Other well-known al Qaeda leaders who have been operating in Syria include: Sanafi al Nasr (a strategist for Al Nusrah who runs his own al Qaeda committee), Abu Firas al Suri (who has served al Qaeda’s leaders since the 1980s and is Nusrah’s spokesman), Abu Sulayman al Muhajir (a senior sharia official in al Qaeda who relocated from Australia to Syria) and Abu Hammam al Suri, (until recently he was Nusrah’s senior military commander).
All of these jihadists are, by any reasonable definition, “core” al Qaeda members. It is well-established that other al Qaeda veterans have traveled from South Asia to Syria to join Nusrah’s ranks, including the “network of seasoned al Qaeda veterans” working with al Fadhli.
Jabhat al Nusrah is openly loyal to al Qaeda’s senior leadership.
At first, al Qaeda’s senior leaders attempted to hide the depth of their relationship with Jabhat al Nusrah. But after its disagreements with the Islamic State broke into the public, the emir of Nusrah, Abu Muhammad al Julani, revealed that he had sworn a bayat (oath of allegiance) to Ayman al Zawahiri. The group’s top sharia (Islamic law) official publicly reaffirmed the group’s allegiance to Zawahiri as recently as late July.

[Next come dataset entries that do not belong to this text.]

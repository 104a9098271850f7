// src/core/api_client.rs
//! Unified HTTP client for the Recruiter Assist API - every call goes through `execute`

use reqwest::multipart::{Form, Part};
use reqwest::{IntoUrl, Method, RequestBuilder, StatusCode, Url};
use serde::de::DeserializeOwned;
use serde::Serialize;
use std::path::Path;
use std::sync::Arc;
use tracing::{debug, error, info, trace};

use crate::core::token_store::TokenStore;
use crate::error::{ApiError, ApiResult};
use crate::types::{
    ApplicationList, ApplicationParams, BatchUploadResult, Candidate, CandidateParams,
    CandidateSummary, ErrorBody, Job, JobCreate, JobList, JobParams, JobParseResult, JobStatus,
    JobUpdate, LoginRequest, LoginResponse, MessageResponse, User,
};
use crate::utils::{content_type_for, file_name_of};

pub const DEFAULT_API_BASE_URL: &str = "http://localhost:8000/api/v1";

const LOGIN_ENDPOINT: &str = "/auth/login";
const PROFILE_ENDPOINT: &str = "/auth/profile";
const JOBS_ENDPOINT: &str = "/jobs";
const JOB_PARSE_ENDPOINT: &str = "/jobs/parse";
const CANDIDATES_ENDPOINT: &str = "/candidates";
const CANDIDATES_ALL_ENDPOINT: &str = "/candidates/all";
const CANDIDATES_UPLOAD_ENDPOINT: &str = "/candidates/upload";
const APPLICATIONS_ENDPOINT: &str = "/applications";

#[derive(Clone)]
pub struct ApiClient {
    client: reqwest::Client,
    base_url: String,
    tokens: Arc<dyn TokenStore>,
}

impl ApiClient {
    pub fn new(base_url: &str, tokens: Arc<dyn TokenStore>) -> ApiResult<Self> {
        let client = reqwest::Client::builder().build()?;

        Ok(Self {
            client,
            base_url: base_url.trim_end_matches('/').to_string(),
            tokens,
        })
    }

    pub fn base_url(&self) -> &str {
        &self.base_url
    }

    pub fn tokens(&self) -> &Arc<dyn TokenStore> {
        &self.tokens
    }

    fn url(&self, endpoint: &str) -> String {
        format!("{}{}", self.base_url, endpoint)
    }

    /// `endpoint` followed by `segments`, each percent-encoded as a single
    /// path segment so ids cannot add path components or a query.
    fn segment_url(&self, endpoint: &str, segments: &[&str]) -> ApiResult<Url> {
        let mut url = Url::parse(&self.url(endpoint))
            .map_err(|e| ApiError::Validation(format!("Invalid API base URL: {}", e)))?;
        url.path_segments_mut()
            .map_err(|_| ApiError::Validation("Invalid API base URL".to_string()))?
            .pop_if_empty()
            .extend(segments);
        Ok(url)
    }

    /// Request with the bearer token attached when one is stored.
    fn builder<U: IntoUrl>(&self, method: Method, url: U) -> ApiResult<RequestBuilder> {
        let request = self.client.request(method, url);
        Ok(match self.tokens.load()? {
            Some(token) => request.bearer_auth(token),
            None => request,
        })
    }

    /// Request that must carry a token; fails before touching the network otherwise.
    fn authed<U: IntoUrl>(&self, method: Method, url: U) -> ApiResult<RequestBuilder> {
        let token = self.tokens.load()?.ok_or(ApiError::MissingToken)?;
        Ok(self.client.request(method, url).bearer_auth(token))
    }

    async fn execute<R>(&self, request: RequestBuilder) -> ApiResult<R>
    where
        R: DeserializeOwned,
    {
        let response = request.send().await.map_err(|e| {
            error!("API request failed: {}", e);
            ApiError::Network(e)
        })?;

        let status = response.status();
        trace!("Response status: {}", status);

        let body = response.bytes().await?;

        if status.is_success() {
            Ok(serde_json::from_slice(&body)?)
        } else {
            let message = error_message(status, &body);
            error!("API error response {}: {}", status, message);
            Err(ApiError::Http { status, message })
        }
    }

    /// Generic JSON request against `endpoint`.
    pub async fn request<R>(&self, method: Method, endpoint: &str) -> ApiResult<R>
    where
        R: DeserializeOwned,
    {
        self.execute(self.builder(method, self.url(endpoint))?).await
    }

    /// Generic GET request
    pub async fn get<R>(&self, endpoint: &str, query: &[(&str, String)]) -> ApiResult<R>
    where
        R: DeserializeOwned,
    {
        let mut request = self.builder(Method::GET, self.url(endpoint))?;
        if !query.is_empty() {
            request = request.query(query);
        }
        self.execute(request).await
    }

    /// Generic request with a JSON body
    pub async fn send_json<T, R>(&self, method: Method, endpoint: &str, payload: &T) -> ApiResult<R>
    where
        T: Serialize + ?Sized,
        R: DeserializeOwned,
    {
        let request = self.builder(method, self.url(endpoint))?.json(payload);
        self.execute(request).await
    }

    // ===== Auth =====

    pub async fn login(&self, email: &str, password: &str) -> ApiResult<LoginResponse> {
        let payload = LoginRequest {
            email: email.to_string(),
            password: password.to_string(),
        };
        info!("Logging in as {}", email);

        let request = self.client.post(self.url(LOGIN_ENDPOINT)).json(&payload);
        self.execute(request).await
    }

    pub async fn profile(&self) -> ApiResult<User> {
        self.execute(self.authed(Method::GET, self.url(PROFILE_ENDPOINT))?).await
    }

    // ===== Jobs =====

    pub async fn get_jobs(&self, params: &JobParams) -> ApiResult<JobList> {
        debug!("Fetching jobs with {:?}", params);
        self.get(JOBS_ENDPOINT, &params.to_query()).await
    }

    pub async fn get_job(&self, job_id: &str) -> ApiResult<Job> {
        let url = self.segment_url(JOBS_ENDPOINT, &[job_id])?;
        self.execute(self.builder(Method::GET, url)?).await
    }

    pub async fn create_job(&self, job: &JobCreate) -> ApiResult<Job> {
        info!("Creating job '{}' at {}", job.title, job.company);
        self.send_json(Method::POST, &format!("{}/", JOBS_ENDPOINT), job).await
    }

    pub async fn update_job(&self, job_id: &str, job: &JobUpdate) -> ApiResult<Job> {
        info!("Updating job {}", job_id);
        let url = self.segment_url(JOBS_ENDPOINT, &[job_id])?;
        self.execute(self.builder(Method::PUT, url)?.json(job)).await
    }

    pub async fn delete_job(&self, job_id: &str) -> ApiResult<MessageResponse> {
        info!("Deleting job {}", job_id);
        let url = self.segment_url(JOBS_ENDPOINT, &[job_id])?;
        self.execute(self.builder(Method::DELETE, url)?).await
    }

    pub async fn update_job_status(
        &self,
        job_id: &str,
        status: JobStatus,
    ) -> ApiResult<MessageResponse> {
        info!("Setting job {} status to {}", job_id, status);
        let url = self.segment_url(JOBS_ENDPOINT, &[job_id, "status"])?;
        let request = self
            .builder(Method::PATCH, url)?
            .query(&[("status", status.as_str())]);
        self.execute(request).await
    }

    pub async fn parse_job_description(&self, text: &str) -> ApiResult<JobParseResult> {
        info!("Sending job description ({} chars) to AI parser", text.len());
        let payload = serde_json::json!({ "job_description": text });
        self.send_json(Method::POST, JOB_PARSE_ENDPOINT, &payload).await
    }

    // ===== Candidates =====

    pub async fn get_candidates(
        &self,
        params: &CandidateParams,
    ) -> ApiResult<Vec<CandidateSummary>> {
        let mut request = self.authed(Method::GET, self.url(CANDIDATES_ALL_ENDPOINT))?;
        let query = params.to_query();
        if !query.is_empty() {
            request = request.query(&query);
        }
        self.execute(request).await
    }

    pub async fn get_candidate(&self, candidate_id: &str) -> ApiResult<Candidate> {
        let url = self.segment_url(CANDIDATES_ENDPOINT, &[candidate_id])?;
        self.execute(self.authed(Method::GET, url)?).await
    }

    pub async fn delete_candidate(&self, candidate_id: &str) -> ApiResult<MessageResponse> {
        info!("Deleting candidate {}", candidate_id);
        let url = self.segment_url(CANDIDATES_ENDPOINT, &[candidate_id])?;
        self.execute(self.authed(Method::DELETE, url)?).await
    }

    pub async fn search_candidates(&self, query: &str) -> ApiResult<Vec<CandidateSummary>> {
        let url = self.segment_url(CANDIDATES_ENDPOINT, &["search", query])?;
        self.execute(self.authed(Method::GET, url)?).await
    }

    /// Upload one or more resume PDFs, optionally attached to a job.
    pub async fn upload_candidates<P>(
        &self,
        files: &[P],
        job_id: Option<&str>,
    ) -> ApiResult<BatchUploadResult>
    where
        P: AsRef<Path>,
    {
        let mut request = self.authed(Method::POST, self.url(CANDIDATES_UPLOAD_ENDPOINT))?;

        let mut form = Form::new();
        for path in files {
            let path = path.as_ref();
            let file_name = file_name_of(path)?;
            let content_type = content_type_for(&file_name)?;
            let content = tokio::fs::read(path).await?;

            let part = Part::bytes(content)
                .file_name(file_name)
                .mime_str(content_type)
                .map_err(|e| ApiError::InvalidFile(e.to_string()))?;
            form = form.part("files", part);
        }

        if let Some(job_id) = job_id {
            form = form.text("job_id", job_id.to_string());
            request = request.query(&[("job_id", job_id)]);
        }

        info!(
            "Uploading {} resume(s) to {}",
            files.len(),
            CANDIDATES_UPLOAD_ENDPOINT
        );
        self.execute(request.multipart(form)).await
    }

    // ===== Applications =====

    pub async fn get_applications(
        &self,
        params: &ApplicationParams,
    ) -> ApiResult<ApplicationList> {
        self.get(APPLICATIONS_ENDPOINT, &params.to_query()).await
    }

    pub async fn get_job_applications(
        &self,
        job_id: &str,
        params: &ApplicationParams,
    ) -> ApiResult<ApplicationList> {
        let url = self.segment_url(APPLICATIONS_ENDPOINT, &["job", job_id])?;
        let mut request = self.builder(Method::GET, url)?;
        let query = params.to_query();
        if !query.is_empty() {
            request = request.query(&query);
        }
        self.execute(request).await
    }
}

Thus, Jabhat al Nusrah is one of the five official regional branches of al Qaeda. The other four are: al Qaeda in the Islamic Maghreb (AQIM), al Qaeda in the Arabian Peninsula (AQAP), Shabaab in Somalia, and al Qaeda in the Indian Subcontinent (AQIS). They are all pursuing al Qaeda’s agenda, as are groups that al Qaeda has clandestinely spawned or allied with.

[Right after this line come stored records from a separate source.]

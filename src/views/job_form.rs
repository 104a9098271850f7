use tracing::{error, info};

use crate::core::ApiClient;
use crate::error::{ApiError, ApiResult};
use crate::types::{Job, JobCreate, JobParseResult};

/// Raw form input, every field as typed by the user.
#[derive(Debug, Clone, PartialEq)]
pub struct JobDraft {
    pub title: String,
    pub company: String,
    pub location: String,
    pub job_type: String,
    pub salary_min: String,
    pub salary_max: String,
    pub description: String,
    pub requirements: String,
    pub responsibilities: String,
    pub benefits: String,
    pub contact_email: String,
    pub application_deadline: String,
}

impl Default for JobDraft {
    fn default() -> Self {
        Self {
            title: String::new(),
            company: String::new(),
            location: String::new(),
            job_type: "full-time".to_string(),
            salary_min: String::new(),
            salary_max: String::new(),
            description: String::new(),
            requirements: String::new(),
            responsibilities: String::new(),
            benefits: String::new(),
            contact_email: String::new(),
            application_deadline: String::new(),
        }
    }
}

fn optional(value: &str) -> Option<String> {
    let value = value.trim();
    if value.is_empty() {
        None
    } else {
        Some(value.to_string())
    }
}

fn parse_salary(value: &str) -> Option<i64> {
    value.trim().replace(',', "").parse().ok()
}

impl JobDraft {
    /// Check the draft and build the create payload.
    pub fn validate(&self) -> ApiResult<JobCreate> {
        for (label, value) in [
            ("title", &self.title),
            ("company", &self.company),
            ("description", &self.description),
        ] {
            if value.trim().is_empty() {
                return Err(ApiError::Validation(format!(
                    "Please fill in the {} field.",
                    label
                )));
            }
        }

        if self.salary_min.trim().is_empty() || self.salary_max.trim().is_empty() {
            return Err(ApiError::Validation(
                "Please fill in both minimum and maximum salary fields.".to_string(),
            ));
        }

        let (Some(salary_min), Some(salary_max)) =
            (parse_salary(&self.salary_min), parse_salary(&self.salary_max))
        else {
            return Err(ApiError::Validation(
                "Please enter valid numbers for salary fields.".to_string(),
            ));
        };

        if salary_min > salary_max {
            return Err(ApiError::Validation(
                "Minimum salary cannot be greater than maximum salary.".to_string(),
            ));
        }

        Ok(JobCreate {
            title: self.title.trim().to_string(),
            company: self.company.trim().to_string(),
            location: optional(&self.location),
            job_type: optional(&self.job_type).unwrap_or_else(|| "full-time".to_string()),
            salary_min,
            salary_max,
            description: self.description.trim().to_string(),
            requirements: optional(&self.requirements),
            responsibilities: optional(&self.responsibilities),
            benefits: optional(&self.benefits),
            contact_email: optional(&self.contact_email),
            application_deadline: optional(&self.application_deadline),
        })
    }

    /// Replace the draft with what the AI parser extracted.
    pub fn fill_from(&mut self, parsed: &JobParseResult) {
        let text = |v: &Option<String>| v.clone().unwrap_or_default();
        let number = |v: Option<i64>| v.map(|n| n.to_string()).unwrap_or_default();

        *self = Self {
            title: parsed.title.clone(),
            company: parsed.company.clone(),
            location: text(&parsed.location),
            job_type: parsed.job_type.clone(),
            salary_min: number(parsed.salary_min),
            salary_max: number(parsed.salary_max),
            description: parsed.description.clone(),
            requirements: text(&parsed.requirements),
            responsibilities: text(&parsed.responsibilities),
            benefits: text(&parsed.benefits),
            contact_email: text(&parsed.contact_email),
            application_deadline: text(&parsed.application_deadline),
        };
    }
}

#[derive(Debug, Clone, Copy, PartialEq, Eq, Default)]
pub enum EntryMode {
    #[default]
    Manual,
    Ai,
}

/// Job creation page: manual form plus the AI parsing shortcut.
#[derive(Debug, Default)]
pub struct JobCreation {
    pub draft: JobDraft,
    pub mode: EntryMode,
    pub ai_text: String,
    last_parse: Option<JobParseResult>,
}

impl JobCreation {
    pub fn new() -> Self {
        Self::default()
    }

    pub fn last_parse(&self) -> Option<&JobParseResult> {
        self.last_parse.as_ref()
    }

    /// Send `ai_text` to the parser and switch back to the manual form for review.
    pub async fn parse_with_ai(&mut self, client: &ApiClient) -> ApiResult<&JobDraft> {
        if self.ai_text.trim().is_empty() {
            return Err(ApiError::Validation(
                "Please enter a job description to parse.".to_string(),
            ));
        }

        let parsed = client
            .parse_job_description(&self.ai_text)
            .await
            .map_err(|e| {
                error!("AI parsing error: {}", e);
                e
            })?;

        info!(
            "Parsed job description, fields: {:?}",
            parsed.parsed_fields
        );
        self.draft.fill_from(&parsed);
        self.last_parse = Some(parsed);
        self.mode = EntryMode::Manual;
        Ok(&self.draft)
    }

    /// Validate and create. Nothing is sent when validation fails.
    pub async fn submit(&self, client: &ApiClient) -> ApiResult<Job> {
        let payload = self.draft.validate()?;
        client.create_job(&payload).await.map_err(|e| {
            error!("Job creation error: {}", e);
            e
        })
    }
}

#[cfg(test)]
mod tests {
    use super::*;
    use crate::core::MemoryTokenStore;
    use std::sync::Arc;

    fn valid_draft() -> JobDraft {
        JobDraft {
            title: "Rust Engineer".to_string(),
            company: "Acme".to_string(),
            salary_min: "90000".to_string(),
            salary_max: "120000".to_string(),
            description: "Systems work".to_string(),
            ..JobDraft::default()
        }
    }

    fn message(draft: &JobDraft) -> String {
        draft.validate().unwrap_err().to_string()
    }

    #[test]
    fn test_valid_draft_builds_payload() {
        let mut draft = valid_draft();
        draft.location = "  ".to_string();
        draft.contact_email = "jobs@acme.io".to_string();

        let job = draft.validate().unwrap();
        assert_eq!(job.salary_min, 90000);
        assert_eq!(job.salary_max, 120000);
        assert_eq!(job.job_type, "full-time");
        assert_eq!(job.location, None);
        assert_eq!(job.contact_email.as_deref(), Some("jobs@acme.io"));
        assert_eq!(job.application_deadline, None);
    }

    #[test]
    fn test_equal_salaries_are_allowed() {
        let mut draft = valid_draft();
        draft.salary_max = "90000".to_string();
        assert!(draft.validate().is_ok());
    }

    #[test]
    fn test_rejects_min_above_max() {
        let mut draft = valid_draft();
        draft.salary_min = "130000".to_string();
        assert_eq!(
            message(&draft),
            "Minimum salary cannot be greater than maximum salary."
        );
    }

    #[test]
    fn test_rejects_non_numeric_salary() {
        let mut draft = valid_draft();
        draft.salary_max = "lots".to_string();
        assert_eq!(message(&draft), "Please enter valid numbers for salary fields.");
    }

    #[test]
    fn test_rejects_missing_salary() {
        let mut draft = valid_draft();
        draft.salary_min.clear();
        assert_eq!(
            message(&draft),
            "Please fill in both minimum and maximum salary fields."
        );
    }

    #[test]
    fn test_rejects_missing_required_fields() {
        for field in ["title", "company", "description"] {
            let mut draft = valid_draft();
            match field {
                "title" => draft.title.clear(),
                "company" => draft.company = "   ".to_string(),
                _ => draft.description.clear(),
            }
            assert_eq!(message(&draft), format!("Please fill in the {} field.", field));
        }
    }

    #[tokio::test]
    async fn test_submit_skips_request_when_invalid() {
        let mut server = mockito::Server::new_async().await;
        let mock = server.mock("POST", "/jobs/").expect(0).create_async().await;
        let client =
            ApiClient::new(&server.url(), Arc::new(MemoryTokenStore::with_token("t"))).unwrap();

        let mut page = JobCreation::new();
        page.draft = valid_draft();
        page.draft.salary_min = "200000".to_string();

        assert!(matches!(
            page.submit(&client).await,
            Err(ApiError::Validation(_))
        ));
        mock.assert_async().await;
    }

    #[tokio::test]
    async fn test_ai_parse_fills_draft() {
        let mut server = mockito::Server::new_async().await;
        server
            .mock("POST", "/jobs/parse")
            .match_body(mockito::Matcher::PartialJson(serde_json::json!({
                "job_description": "We need a Rust dev in Berlin"
            })))
            .with_status(200)
            .with_body(
                r#"{"title":"Rust Developer","company":"Unknown","location":"Berlin",
                    "type":"full-time","salary_min":70000,"salary_max":95000,
                    "description":"We need a Rust dev in Berlin","confidence_score":0.8,
                    "parsed_fields":["title","location"]}"#,
            )
            .create_async()
            .await;
        let client =
            ApiClient::new(&server.url(), Arc::new(MemoryTokenStore::with_token("t"))).unwrap();

        let mut page = JobCreation::new();
        page.mode = EntryMode::Ai;
        page.ai_text = "We need a Rust dev in Berlin".to_string();
        page.parse_with_ai(&client).await.unwrap();

        assert_eq!(page.mode, EntryMode::Manual);
        assert_eq!(page.draft.location, "Berlin");
        assert_eq!(page.draft.salary_max, "95000");
        assert_eq!(page.last_parse().unwrap().confidence_score, Some(0.8));
        assert!(page.draft.validate().is_ok());
    }

    #[tokio::test]
    async fn test_ai_parse_requires_text() {
        let server = mockito::Server::new_async().await;
        let client =
            ApiClient::new(&server.url(), Arc::new(MemoryTokenStore::default())).unwrap();
        let mut page = JobCreation::new();
        let err = page.parse_with_ai(&client).await.unwrap_err();
        assert_eq!(err.to_string(), "Please enter a job description to parse.");
    }
}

Despite their differences, Jabhat al Nusrah and the Islamic State share many of the same goals.
The overwhelming majority of Jabhat al Nusrah’s resources have been devoted to overthrowing Bashar al Assad’s regime. Nusrah has worked hard to embed itself with the Syrian rebellion. This is because Nusrah wants to establish an Islamic state in the areas “liberated” from Assad’s control. This state would be governed according to al Qaeda’s radical version of sharia law. Nusrah officials have repeatedly stated that this is their goal.
Of course, this is also the goal of Abu Bakr al Baghdadi and his self-named Islamic State. Nusrah disagrees with the Islamic State over how to build an Islamic state. Baghdadi also believes that he is the top jihadist on the planet, but Nusrah and al Qaeda’s senior leaders disagree.
Many commentators and terrorism experts believe that al Qaeda is devoted solely to waging a “global jihad,” that is, attempting to strike in the West. “Local jihad,” or seeking to win territory in various unstable warzones, is supposedly the pursuit of other groups. This is a false dichotomy. Most of al Qaeda’s efforts inside Syria, via Jabhat al Nusrah and other groups, have been dedicated to winning power locally.
As can be seen with the Khorasan group, some part of the al Qaeda’s efforts will always be devoted to attacking the West.
However, al Qaeda has always had bigger plans and the U.S. should continue to factor this into any sustained bombing campaign.
Thomas Joscelyn is a senior fellow at the Foundation for Defense of Democracies.